Axil Axil <[email protected]> wrote:

*"A government school to make everyone a programmer will fail. It has been
> tried thousands and thousands times only this year and it never succeeded.
> "*
>

I do not know who said that, but it is completely ridiculous. Totally
false. It is just the opposite! The U.S. Government invented computers and
trained the first thousand or so programmers and other experts. I mean
people such as Adm. Grace Hopper, the staff at ENIAC and the IAS, and my
mother. The government paid for the first 10 or 20 computers. Nearly all of
the early luminaries in both hardware and software were trained by the
government or at government expense in projects such as MIT's Whirlwind.
Nearly all early computers were purchased by national laboratories and the
U.S. Census Bureau, where my mother was one of the first people in the
world to use them. In the early 1960s, the three largest computer users by
far were the U.S. military, U.S. national labs, and the Census Bureau. They
had more expertise and they purchased more machines than any industrial
company of that era. The specifications for virtually all supercomputers
such as the UNIVAC LARC were spelled out by government experts, and the
machines were purchased exclusively by the government. The LARC
architecture introduced many important breakthroughs.

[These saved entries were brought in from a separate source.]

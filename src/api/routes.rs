use axum::http::{header, Method};
use axum::{routing::get, Router};
use std::time::Duration;
use tower_http::{cors::CorsLayer, trace::TraceLayer};

use crate::api::handlers::{self, AppState};

/// Create the router with all endpoints
pub fn create_router(state: AppState) -> Router {
    Router::new()
        .route("/foodtrucks", get(handlers::get_food_trucks))
        .route("/health", get(handlers::health_check))
        .with_state(state)
        .layer(
            // CORS - allow all origins for read-only public API
            CorsLayer::new()
                .allow_methods([Method::GET, Method::OPTIONS])
                .allow_headers([header::CONTENT_TYPE, header::ACCEPT])
                .allow_origin(tower_http::cors::Any)
                .max_age(Duration::from_secs(3600)),
        )
        .layer(
            // Tracing
            TraceLayer::new_for_http(),
        )
}
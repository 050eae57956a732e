// Command-line interface

pub mod commands;

use clap::{Parser, Subcommand};
use std::path::PathBuf;

#[derive(Parser, Debug)]
#[command(name = "foodtrucks")]
#[command(about = "Food truck finder - search approved mobile food permits", long_about = None)]
pub struct Cli {
    #[command(subcommand)]
    pub command: Commands,
}

#[derive(Subcommand, Debug)]
pub enum Commands {
    /// Start the HTTP server
    Serve {
        /// Port to listen on
        #[arg(short, long, env = "PORT")]
        port: Option<u16>,

        /// Host to bind to
        #[arg(long, env = "HOST")]
        host: Option<String>,

        /// Permit CSV file to load
        #[arg(short, long, env = "DATA_PATH")]
        data: Option<PathBuf>,
    },

    /// Search the permit file locally and print JSON results
    Search {
        /// Only vendors whose offerings mention this keyword
        #[arg(short, long)]
        search: Option<String>,

        /// Latitude of the reference point (requires --lon)
        #[arg(long, allow_hyphen_values = true)]
        lat: Option<f64>,

        /// Longitude of the reference point (requires --lat)
        #[arg(long, allow_hyphen_values = true)]
        lon: Option<f64>,

        /// Sort most recently received permits first
        #[arg(long)]
        newest: bool,

        /// Log search diagnostics
        #[arg(long)]
        debug: bool,

        /// Permit CSV file to load
        #[arg(short, long, env = "DATA_PATH")]
        data: Option<PathBuf>,
    },
}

Most breakthroughs in computer hardware such as core memory, semiconductors
and hard disks were paid for by Uncle Sam, or done with close participation
by government researchers, or under government contracts.

The Internet, which is the most important computer application yet
invented, was designed and implemented by U.S. government programmers, and
paid for entirely by the government, until very late in its development.

Apart from IBM, no organization contributed more to the development of
computers than the U.S. Government. The British, French and Japanese
governments also made major contributions.